As thick snowflakes fall outside, I'm wondering what the roads are going to be like tomorrow morning, when I'm up at the crack of dawn and on the road westward. I'm going away for a well-deserved retreat, Tuesday through Friday. I won't have computer, e-mail, or phone access during that time, so obviously there won't be any postings here until I get back, sometime on Friday afternoon/evening.

Wednesday, 23 April 2008

αἴλινον, αἴλινον εἰπέ, τὸ δ' εὖ νικάτω

We're not even four complete months in to 2008 and already I'm ready either to start all over again or else skip to the end of this crappy year in the hopes that something better lies at the end of it than anything I've encountered thus far at the starting end.

Tragedy struck the NIU community again today, when the glassblower for the chemistry department (where I worked for twelve years before starting my current job) was killed, and his wife seriously injured, in an accident on their way to work this morning. She had to be airlifted to the regional trauma center in Rockford and undergo major surgery, but is expected to survive. He, on the other hand, was in such bad shape that they didn't dare try to airlift him out. He was due to retire in another couple of months, and was so looking forward to building his retirement home in Wisconsin, and enjoying the fishing on his property in the Ozarks. I literally spoke to him yesterday morning, when he told me how hard he was finding it to get motivated to come in to work in the mornings, knowing that his time was short and retirement was beckoning. Now he won't get the chance to enjoy any of that.

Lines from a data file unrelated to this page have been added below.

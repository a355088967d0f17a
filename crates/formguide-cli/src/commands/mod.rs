//! Command handlers

pub mod config;
pub mod item;
pub mod share;
pub mod status;
pub mod transfer;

We've had two bomb scares in as many weeks, and there's all the usual end-of-semester stress to contend with as well. Small wonder many of us are wandering around in a quasi-daze, wishing the world would stop moving quite so erratically so we could figure out the pattern, account for it, and get back to doing whatever it was we were doing before all this mess got started.

The news in the wider world isn't much better. Food riots and shortages around the world, the dollar plunging to all-time lows against major world currencies, the price of oil and the price of gold are at or near record highs, and the world seems well and truly hellbound in a handbasket. The Democratic presidential candidates are engaging in an inter-gender pissing match, neither one willing to compromise with the other. Meanwhile, John McSame is consolidating his base and pulling even with both Democratic contenders in recent national polling. There was apparently some kerfuffle last week about the latest in the seemingly endless series of presidential "debates" between Obama and not-quite-Obama--as if such events hadn't been little more than televised campaign advertisements for lo! these many years.

Speaking personally, I couldn't possibly care less about what Clinton said about Obama, or what Obama said about Clinton, or about who either one of them is friends with. All I want is for one or the other of them to get the nod, and then to get on with the business of beating the pants off of McSame: preferably out of my sight and/or hearing, since voting for either Clinton or Obama will require a huge amount of nose-holding and gnashing of teeth on my part, and voting for McSame is absolutely not an option. I'm sick to death of hearing endless repetitions of the same horse-race stories where the only thing that changes is who happens to be ahead at any given moment. I'm also sick to death of the presidential campaign season, which has been dragging on for the last two years at least: clearly, we need to move in the direction of the European model, where candidates have weeks, rather than months or years, to make their case to the voters.

Fortunately for my sanity (and quite possibly for my health as well), by this time next week I'll be ensconced in the deep silence of a secluded monastery, making a four-day retreat. I'll be away from the phone, away from the computer, away from the radio, away from all the political and other bullshit. Just me, a lot of silence, a lot of seclusion, and plenty of time for prayer and thought and reflection. Maybe, please God, that will get my batteries enough of a charge back that I can make it through the rest of the year without going completely 'round the bend.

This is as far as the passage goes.